5. Collaborative marketing – sharing marketing costs with a non-conflicting company that has complementary products aimed at the same target audience will improve effectiveness
Nectar (in the UK) is a good example of BP, Sainsbury's, Debenhams and Barclaycard combining their loyalty programme, reducing the overall cost of operation and then using this as a base to find high-category users and improve targeting effectiveness.
Enquiry Management Opportunities
Again our assessments show that the opportunity here is huge:
Virtually no companies (2%) monitor 'near miss' enquiries – those lost in the final stages
60% do not have a defined enquiry management process
52% do not actively cross-sell to inbound telephone enquirers
The following are some key steps to improve enquiry management effectiveness:
1. Implement procedures to actively monitor the lead distribution process and ensure all leads are answered and followed up quickly
An IT manufacturer realised that much of its expensive marketing spend was successfully creating leads but these were not being converted into sales. A knee-jerk reaction might have led to an alteration of the proposition or price. A deeper look showed that many leads were not getting through to the channels that needed them. Those that did get through were followed up with differing levels of 'professionalism'. They implemented a simple Web-based lead management system costing less than US$ 50,000, enabling them to monitor who had received which lead and who had 'actioned' it. This initiative, in conjunction with an incentive programme and a re-direction of the best leads to those that acted upon them quickest, resulted in a major up-lift in conversion rates.
2. Turn service into sales, using every opportunity to cross sell without abusing trust
One financial service provider sets the same sales targets for both its in-bound service line and in its retail branches, as it does for external out-bound telemarketers.

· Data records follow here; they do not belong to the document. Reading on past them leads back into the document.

// Copyright (c) 2026 Bountyy Oy. All rights reserved.
// This software is proprietary and confidential.

//! # Skiff - Programmable Headless Web Client
//!
//! Issues HTTP requests, parses the returned HTML and exposes each page as a
//! navigable model so code can browse a site the way a user would: follow
//! links, fill in and submit forms, walk back through history, bookmark
//! pages and download assets. No JavaScript, no rendering.
//!
//! ## Features
//!
//! - Session state: history stack, persistent headers, cookies, user agent
//! - Forms: field extraction, validated input, browser-accurate submission
//! - Assets: links, images, stylesheets and scripts with resolved URLs
//! - Downloads: direct or in background tasks reporting over a channel
//! - Bookmarks: in-memory or JSON file storage
//! - CSS selectors over an immutable, thread-safe DOM
//!
//! ## Example
//!
//! ```rust,no_run
//! use skiff::{Browser, BrowserConfig};
//!
//! #[tokio::main]
//! async fn main() -> skiff::Result<()> {
//!     let mut browser = Browser::new(BrowserConfig::default())?;
//!     browser.open("https://example.com/login").await?;
//!
//!     let mut form = browser.form("form#login")?;
//!     form.input("user", "alice")?;
//!     form.input("password", "secret")?;
//!     form.click("submit").await?;
//!
//!     println!("{} -> {}", browser.url()?, browser.title()?);
//!     for link in browser.links()? {
//!         println!("  {}", link.url);
//!     }
//!     Ok(())
//! }
//! ```

pub mod agent;
pub mod browser;
pub mod dom;
pub mod error;
pub mod http;
pub mod jar;

// Browser
pub use browser::{Attribute, Browser, BrowserConfig, State};

// Forms
pub use browser::{FieldKind, Form, FormField, FormFields, SubmitButton};

// Assets and downloads
pub use browser::{Asset, AssetType, Image, Link, Script, Stylesheet};
pub use browser::{AsyncDownloadChannel, AsyncDownloadResult, Downloader};

// Agent
pub use agent::UserAgent;

// DOM
pub use dom::{Document, Element, Selector};

// Errors
pub use error::{Error, Result};

// HTTP
pub use http::{
    Cookie, CookieJar, HttpClient, HttpClientConfig, Request, Response, StreamingResponse, Transport,
};

// Storage
pub use jar::{BookmarksJar, FileBookmarks, History, MemoryBookmarks};

/// Skiff version
pub const VERSION: &str = env!("CARGO_PKG_VERSION");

The customer system prompts a relevant cross-sell opportunity, asks service staff to record a code to show whether they proposed the sale and if so, to record the outcome. The return on this system investment has been five times the cost.
3. Introduce relevant up-sell products at point of sale
A large petrol retailer fundamentally reviewed their store operations and found that the clever positioning of accessories in store increased average basket size by 19%.

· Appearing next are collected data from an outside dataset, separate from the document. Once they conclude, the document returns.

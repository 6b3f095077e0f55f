// Copyright (c) 2026 Bountyy Oy. All rights reserved.
// This software is proprietary and confidential.

use std::sync::Arc;

use skiff::{BookmarksJar, Browser, BrowserConfig, FileBookmarks, MemoryBookmarks};
use wiremock::{Mock, MockServer, ResponseTemplate};

const PAGE: &str = "<html><head><title>Skiff Page 1</title></head><body><p>Hello, Skiff!</p></body></html>";

async fn server() -> MockServer {
    let server = MockServer::start().await;
    Mock::given(wiremock::matchers::any())
        .respond_with(ResponseTemplate::new(200).set_body_raw(PAGE, "text/html"))
        .mount(&server)
        .await;
    server
}

async fn assert_browser_bookmarks(jar: Arc<dyn BookmarksJar>) {
    let server = server().await;
    let mut bow = Browser::new(BrowserConfig::default()).unwrap();
    bow.set_bookmarks_jar(jar.clone());

    jar.save("test1", &server.uri()).unwrap();
    bow.open_bookmark("test1").await.unwrap();
    assert_eq!(bow.title().unwrap(), "Skiff Page 1");
    assert!(bow.body().unwrap().contains("<p>Hello, Skiff!</p>"));

    bow.bookmark("test2").unwrap();
    assert!(bow.bookmark("test2").unwrap_err().is_duplicate_name());
    bow.open_bookmark("test2").await.unwrap();
    assert_eq!(bow.title().unwrap(), "Skiff Page 1");
    assert_eq!(bow.history_len(), 2);

    assert_eq!(jar.read("test2").unwrap(), jar.read("test2").unwrap());
    assert!(jar.remove("test2"));
    assert!(!jar.has("test2"));
    assert!(bow.open_bookmark("test2").await.unwrap_err().is_not_found());
    assert_eq!(bow.history_len(), 2);
}

#[tokio::test]
async fn test_memory_bookmarks_with_browser() {
    assert_browser_bookmarks(Arc::new(MemoryBookmarks::new())).await;
}

#[tokio::test]
async fn test_file_bookmarks_with_browser() {
    let dir = tempfile::tempdir().unwrap();
    let path = dir.path().join("bookmarks.json");

    assert_browser_bookmarks(Arc::new(FileBookmarks::open(&path).unwrap())).await;

    let on_disk: serde_json::Value =
        serde_json::from_str(&std::fs::read_to_string(&path).unwrap()).unwrap();
    assert!(on_disk.get("test1").is_some());
    assert!(on_disk.get("test2").is_none());
}

#[tokio::test]
async fn test_bookmark_requires_jar() {
    let server = server().await;
    let mut bow = Browser::new(BrowserConfig::default()).unwrap();
    bow.open(&server.uri()).await.unwrap();

    assert!(bow.bookmark("home").unwrap_err().is_illegal_state());
    assert!(bow.open_bookmark("home").await.unwrap_err().is_illegal_state());
}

4. Tailored Web offers are often an effective way to personalise and make relevant offers
An online office goods supplier records the sales made to various customers, and asks about their other areas of interest within the product portfolio. A customer returning to the website is prompted by a series of offers in their area of interest, and is presented with a shopping basket of the usual goods that they buy, with a dramatic impact on sales.
5. Look at conversion rates and attack root causes
A 1% increase in conversion would make a large difference in most companies. Why did your enquirer not buy? Sample and research some of them to find out, and attack the root cause.